Woman turns to Ted when insurance won't cover $6K MS drug

HOUSTON, Texas (KTRK) -- A Houston woman needs to take medicine daily to keep her multiple sclerosis in check, but the monthly cost was out of reach and for some reason so was the drug company's offer of financial assistance.

Carol Grant has lived with Multiple Sclerosis since 2013, and aside from occasional fatigue and some cognitive issues, she is managing it well.

Grant said it's in no small part to years of a daily dose of the MS drug Aubagio.

"Well, they advise you not to miss it," Grant said.

"Have you missed it," 13 Investigates' Ted Oberg asked her.

"Yes. I have," Grant replied.

That's because the drug costs more than $6,000 a month. Grant's health insurance has a $6,000 deductible, so until she paid that much in health care costs her insurance wouldn't pay anything.

The drug company does have assistance plans but they're mostly for co-pays, not deductibles.

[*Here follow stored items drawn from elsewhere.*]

//! Connectivity smoke check against a live deployment: obtains a token
//! and scores the dataset's sample row.
//!
//! Run with:
//! `WATSON_API_KEY=... WATSON_DEPLOYMENT_URL=... cargo run -p nephrite-watson --example score_sample`

use nephrite_core::models::prediction::{FeatureEntry, FeatureVector};
use nephrite_watson::client::{Predictor, WatsonPredictor};
use nephrite_watson::config::WatsonConfig;

fn main() -> Result<(), Box<dyn std::error::Error>> {
    let config = match std::env::args().nth(1) {
        Some(path) => WatsonConfig::from_file(path)?,
        None => WatsonConfig::from_env()?,
    };
    let predictor = WatsonPredictor::new(config);

    if !predictor.test_connection() {
        eprintln!("failed to obtain an IAM token; check the API key");
        std::process::exit(1);
    }
    println!("connected to Watson ML");

    let sample = FeatureVector {
        entries: [
            ("gravity", 1.021),
            ("ph", 4.91),
            ("osmo", 725.0),
            ("cond", 14.0),
            ("urea", 443.0),
            ("calc", 2.45),
        ]
        .into_iter()
        .map(|(name, value)| FeatureEntry {
            name: name.to_string(),
            value,
        })
        .collect(),
    };

    let prediction = predictor.predict(&sample)?;
    println!(
        "label={} stone_present={} confidence={}%",
        prediction.label, prediction.stone_present, prediction.confidence_pct
    );
    Ok(())
}
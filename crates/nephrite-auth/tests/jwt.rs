use jsonwebtoken::{EncodingKey, Header, encode};
use serde::Serialize;

use nephrite_auth::jwt::validate_token;

const SECRET: &str = "super-secret-signing-key";

#[derive(Serialize)]
struct TestClaims<'a> {
    sub: &'a str,
    aud: &'a str,
    exp: u64,
    iat: u64,
    email: Option<&'a str>,
    role: Option<&'a str>,
}

fn claims(aud: &'static str, role: Option<&'static str>, exp: u64) -> TestClaims<'static> {
    TestClaims {
        sub: "user-123",
        aud,
        exp,
        iat: 1_700_000_000,
        email: Some("pat@example.test"),
        role,
    }
}

fn sign(claims: &TestClaims) -> String {
    encode(
        &Header::default(),
        claims,
        &EncodingKey::from_secret(SECRET.as_bytes()),
    )
    .expect("signing test claims cannot fail")
}

fn far_future() -> u64 {
    use std::time::{SystemTime, UNIX_EPOCH};
    SystemTime::now()
        .duration_since(UNIX_EPOCH)
        .expect("clock after epoch")
        .as_secs()
        + 3600
}

#[test]
fn accepts_a_well_formed_session_token() {
    let token = sign(&claims("authenticated", Some("authenticated"), far_future()));
    let parsed = validate_token(&token, SECRET).unwrap();
    assert_eq!(parsed.sub, "user-123");
    assert_eq!(parsed.email.as_deref(), Some("pat@example.test"));
}

#[test]
fn accepts_a_token_without_a_role_claim() {
    let token = sign(&claims("authenticated", None, far_future()));
    assert!(validate_token(&token, SECRET).is_ok());
}

#[test]
fn rejects_a_bad_signature() {
    let token = sign(&claims("authenticated", None, far_future()));
    assert!(validate_token(&token, "some-other-secret").is_err());
}

#[test]
fn rejects_an_expired_token() {
    let token = sign(&claims("authenticated", None, 1_700_000_100));
    assert!(validate_token(&token, SECRET).is_err());
}

#[test]
fn rejects_a_foreign_audience() {
    let token = sign(&claims("anon", None, far_future()));
    assert!(validate_token(&token, SECRET).is_err());
}

#[test]
fn rejects_an_unexpected_role() {
    let token = sign(&claims("authenticated", Some("service_role"), far_future()));
    assert!(validate_token(&token, SECRET).is_err());
}
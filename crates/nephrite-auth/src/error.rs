use thiserror::Error;

#[derive(Debug, Error)]
pub enum AuthError {
    /// The provider rejected the attempt. The message is the provider's
    /// own and is surfaced to the user verbatim.
    #[error("authentication failed: {0}")]
    AuthFailed(String),

    #[error("invalid token: {0}")]
    InvalidToken(String),

    #[error("JWT error: {0}")]
    Jwt(#[from] jsonwebtoken::errors::Error),

    #[error("identity provider error: {0}")]
    Provider(String),

    #[error("transport error: {0}")]
    Transport(String),
}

Blue Cross Blue Shield said it no longer accepts drug company offers towards deductibles, making the drug company's offer hard to use.

After numerous calls from Grant - and time running out for her new dose - we called the insurance company, the pharmacy and the drug manufacturer.

Blue Cross Blue Shield of Texas told us they cannot discuss individual cases, but sent a statement that partly said, "we are continually working to improve our processes and those of our vendors to ensure our members claims and refill requests are handled appropriately. When we identify gaps in our processes, we promptly address them as we are committed to providing our members with the highest possible level of service."

The drug maker, Sanofi, similarly couldn't talk about Grant's case, but told us, "We offer a copay assistance program for Aubagio which enables eligible patients with commercial insurance to receive it at a $0 copay. In addition, Sanofi offers a patient assistance program where qualifying uninsured or under-insured patients receive Aubagio free of charge."

Both companies were eager to have the case resolved and so was Grant.

"I finally got my medication," Grant said. "The reason why I think I got it, it's because I reached out to you."

It's unclear how Grant's medication was actually paid for. Her statement shows thousands paid some months. She didn't pay. She wonders if her insurance company used the drug maker's coupon and still tried to charge her the full deductible. We asked for clarification a week ago but haven't heard back.